Monstera

Monstera is the namesake plant of Monstera Plant Co. It is a striking plant that is a classic among collectors. The fenestration in the leaves are hard to resist. This gorgeous plant is native to southern Mexico and Panama, and is a voracious grower.

monstera leaf

Varieties of Monstera

Monstera Deliciosa:

Monstera deliciosa is the classic monstera. Large fenestrated leaves and the ability to become massive (60 feet tall in nature). This plant is a staple centerpiece to a plant collection. The leaves can grow massive and have varying layers of fenestration. 

Monstera Borsigniana:

Very similar to deliciosa, Borsigniana has a few differences. First of all the leaves will be smaller (reaching 1.6 feet across instead of up to a meter). The main distinguishing factor is wrinkling in the connective tendons between the stem and the leaf (called the geniculum).

Monstera Variegata:

Variegated monstera are very popular and can be hard to find. There are various cultivators (Thai Constellation, Albo, Aurea, etc). These monstera have mutations in their genetics that cause the lighter coloration. Variegated monsteras require more light than regular monsteras due to the lack of chlorophyll in the leaves. Make sure to do your research when purchasing a variegated monstera. There are many scams and certain breeds like the Thai Constellation are currently being farmed for widespread release.

Monstera Adansonii:

The adansonii is a great option if you love trailing plants.
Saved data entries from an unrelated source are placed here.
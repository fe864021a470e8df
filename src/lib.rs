// Copyright 2025 Lablup Inc. and Jeongkyu Shin
//
// Licensed under the Apache License, Version 2.0 (the "License");
// you may not use this file except in compliance with the License.
// You may obtain a copy of the License at
//
//     http://www.apache.org/licenses/LICENSE-2.0
//
// Unless required by applicable law or agreed to in writing, software
// distributed under the License is distributed on an "AS IS" BASIS,
// WITHOUT WARRANTIES OR CONDITIONS OF ANY KIND, either express or implied.
// See the License for the specific language governing permissions and
// limitations under the License.

pub mod cancel;
pub mod cli;
pub mod config;
pub mod error;
pub mod executor;
pub mod host;
pub mod inventory;
pub mod ssh;
pub mod utils;

pub use cancel::{CancellationController, ExecutionContext};
pub use cli::Cli;
pub use config::Config;
pub use error::{ResolutionError, TaskError};
pub use executor::{BatchReport, Dispatcher, ExecMode};
pub use host::Host;
pub use inventory::{HostInventory, Inventory};
// Copyright 2025 Lablup Inc. and Jeongkyu Shin
//
// Licensed under the Apache License, Version 2.0 (the "License");
// you may not use this file except in compliance with the License.
// You may obtain a copy of the License at
//
//     http://www.apache.org/licenses/LICENSE-2.0
//
// Unless required by applicable law or agreed to in writing, software
// distributed under the License is distributed on an "AS IS" BASIS,
// WITHOUT WARRANTIES OR CONDITIONS OF ANY KIND, either express or implied.
// See the License for the specific language governing permissions and
// limitations under the License.

use tracing_subscriber::EnvFilter;

/// Create an environment filter based on verbosity level
pub fn create_env_filter(verbosity: u8) -> EnvFilter {
    if std::env::var("RUST_LOG").is_ok() {
        // RUST_LOG wins so dependencies like russh can be debugged directly
        EnvFilter::from_default_env()
    } else {
        match verbosity {
            0 => EnvFilter::new("mmh=warn"),
            1 => EnvFilter::new("mmh=info"),
            // -vv: Include russh debug logs for SSH troubleshooting
            2 => EnvFilter::new("mmh=debug,russh=debug"),
            _ => EnvFilter::new("mmh=trace,russh=trace"),
        }
    }
}

/// Initialize logging to stderr.
///
/// Stdout carries nothing but remote output, so logs never mix with it.
/// Calling this twice is harmless; the second subscriber is ignored.
pub fn init_logging(verbosity: u8) {
    let filter = create_env_filter(verbosity);

    let _ = tracing_subscriber::fmt()
        .with_env_filter(filter)
        .with_target(true)
        .with_writer(std::io::stderr)
        .try_init();
}
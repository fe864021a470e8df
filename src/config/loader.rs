// Copyright 2025 Lablup Inc. and Jeongkyu Shin
//
// Licensed under the Apache License, Version 2.0 (the "License");
// you may not use this file except in compliance with the License.
// You may obtain a copy of the License at
//
//     http://www.apache.org/licenses/LICENSE-2.0
//
// Unless required by applicable law or agreed to in writing, software
// distributed under the License is distributed on an "AS IS" BASIS,
// WITHOUT WARRANTIES OR CONDITIONS OF ANY KIND, either express or implied.
// See the License for the specific language governing permissions and
// limitations under the License.

//! Configuration loading and priority management.

use anyhow::{Context, Result};
use std::collections::HashSet;
use std::env;
use std::path::{Path, PathBuf};
use tokio::fs;

use super::types::Config;
use super::utils::expand_tilde;

/// Environment variable naming a configuration file.
pub const CONFIG_ENV_VAR: &str = "MMH_CONFIG";

const LOCAL_CONFIG_FILE: &str = "mmh.yaml";

impl Config {
    /// Load configuration from a file that must exist.
    pub async fn load(path: &Path) -> Result<Self> {
        let expanded_path = expand_tilde(path);

        let content = fs::read_to_string(&expanded_path)
            .await
            .with_context(|| format!("Failed to read configuration file at {}. Please check the path and file permissions.", expanded_path.display()))?;

        Self::from_yaml(&content)
            .with_context(|| format!("Invalid configuration file at {}", expanded_path.display()))
    }

    /// Parse and validate a YAML document.
    pub fn from_yaml(content: &str) -> Result<Self> {
        // An empty document is an empty configuration.
        if content.trim().is_empty() {
            return Ok(Self::default());
        }

        let config: Config = serde_yaml::from_str(content).context("Failed to parse YAML configuration. Please check the YAML syntax is valid (indent with spaces, not tabs).")?;
        config.validate()?;
        Ok(config)
    }

    /// Reject entries the inventory cannot represent.
    pub fn validate(&self) -> Result<()> {
        let mut seen = HashSet::new();
        for server in &self.servers {
            if server.name.trim().is_empty() {
                anyhow::bail!("Server entry with address '{}' has no name", server.address);
            }
            if server.address.trim().is_empty() {
                anyhow::bail!("Server '{}' has no address", server.name);
            }
            if !seen.insert(server.name.as_str()) {
                anyhow::bail!("Duplicate server name '{}'", server.name);
            }
        }
        Ok(())
    }

    /// Load configuration with priority order:
    /// 1. Explicit --config path (must exist)
    /// 2. MMH_CONFIG environment variable (must exist)
    /// 3. Current directory mmh.yaml
    /// 4. $XDG_CONFIG_HOME/mmh/config.yaml
    /// 5. ~/.config/mmh/config.yaml
    ///
    /// With no file anywhere the configuration is empty.
    pub async fn load_with_priority(cli_config_path: Option<&Path>) -> Result<Self> {
        if let Some(path) = cli_config_path {
            tracing::debug!("Using explicitly specified config file: {:?}", path);
            return Self::load(path).await;
        }

        if let Some(path) = env::var_os(CONFIG_ENV_VAR).filter(|p| !p.is_empty()) {
            let path = PathBuf::from(path);
            tracing::debug!("Using config file from {}: {:?}", CONFIG_ENV_VAR, path);
            return Self::load(&path).await;
        }

        for candidate in Self::standard_locations() {
            tracing::debug!("Checking config path: {:?}", candidate);
            if candidate.exists() {
                tracing::debug!("Found config at {:?}", candidate);
                return Self::load(&candidate).await;
            }
        }

        tracing::debug!("No config file found, using default empty configuration");
        Ok(Self::default())
    }

    fn standard_locations() -> Vec<PathBuf> {
        let mut locations = vec![PathBuf::from(LOCAL_CONFIG_FILE)];

        if let Some(xdg_config_home) = env::var_os("XDG_CONFIG_HOME").filter(|p| !p.is_empty()) {
            locations.push(PathBuf::from(xdg_config_home).join("mmh").join("config.yaml"));
        }
        if let Some(dirs) = directories::BaseDirs::new() {
            let home_config = dirs.home_dir().join(".config").join("mmh").join("config.yaml");
            if !locations.contains(&home_config) {
                locations.push(home_config);
            }
        }

        locations
    }
}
The leaves are much smaller, but have the signature holes. Variegated versions of this plant sell for over 10,000 USD.

Monstera Pinnatipartita:

These monsteras grow dramatic leaves as they age. The leaves have full slits from stem to edge of the leaf rather than the smaller dips the deliciosa will have. 

Monstera Dubia:

Monstera dubia are quickly gaining popularity. This variety is much smaller than other monsteras. It has flat, textured leaves that will climb closely to whichever means is available. It is commonly sold growing on wooden boards.

Monstera Siltepecana:

Also called the "silver monstera", this vining variety is a beautiful sight. The leaves don't grow the fenestration until they have fully matured, so it will resemble a vining philodendron. It is a voracious climber as well.

Monstera Obliqua:

The monstera obliqua is one of the rarest plants in the world. It is characterized by having 90% of the leaf be covered in holes. It is only been seen 17 times in the wild, and will not be available for consumer purchase. If someone is advertising one for sale, it is most likely an adansonii with extra large fenestration. 

Monstera Peru:

Monstera Peru is becoming a more popular variety. It stands out with its thick, puckered leaves and bright green foliage. This plant has started to be widely produced, and is becoming more common.

Monstera Verigata

Easy Care Facts:

Lighting:

Most monstera are capable in living in a wide range of light. Even low light spaces can accommodate this plant. But if you want full, quick growth place near a window for bright indirect light. Variegated versions will require more sunlight than the standard editions.

Water:

Water when 50-75% of soil is dry. Do not over water, as moist soil can lead to root rot. Make sure to top water larger plants to flush out mineral deposits in larger pots.

Soil Recipe:

For monsteras, I like to utilize equal parts potting soil, orchid bark, perlite, and charcoal.

Fertilizing:

Utilize fertilizer Spring-Fall (local weather depending). Fertilize about once per month using a high quality fertilizer at half recommending strength.

Humidity:

Monstera do not require higher humidity, although they will produce larger leaves in new growth when given a more humid environment. You can mist to increase humidity.

Temperature:

The ideal temperature in the day is 65-80 degrees F in the daytime, but do not drop below 55 in the evening. 

Toxicity:

Philodendrons' leaves are toxic to humans and pets. Typical reactions include swelling of lips and tongue, stomach ache, and vomiting.

Monstera in the wild

Tips and Tricks

Pruning:

Your monstera will want to be trimmed if you don't want it to grow out of control. They can quickly pop out multiple leaves, but you can easily propagate this plant. Trim your plant down 2-3 times a year for optimal results. Trim off any yellow or brown leaves as they develop. Yellow leaves tend to be from overwatering, while brown stem from underwatering. Variegated plants losing variegation can be trimmed down to the leaf in which it started losing variegation.

Repotting:

Monsteras tend to be quick growing plants, but they do not mind being tight in their pots. Repot in the spring with a pot 1-2 inches larger than the previous pot. Use a well draining soil mix that won't hold excess water to prevent root rot.

Propagating:

To propogate monstera, clip off a piece under a node or an aerial root and place in water. It will grow roots rather quickly as long as you change the water at least weekly. After the roots have grown about three inches, you can transition to your potting medium. You can also utilize moss or perlite propogation as well. When propagating variegated varieties, I recommend using sphagnum moss and spraying weekly with SUPERthrive.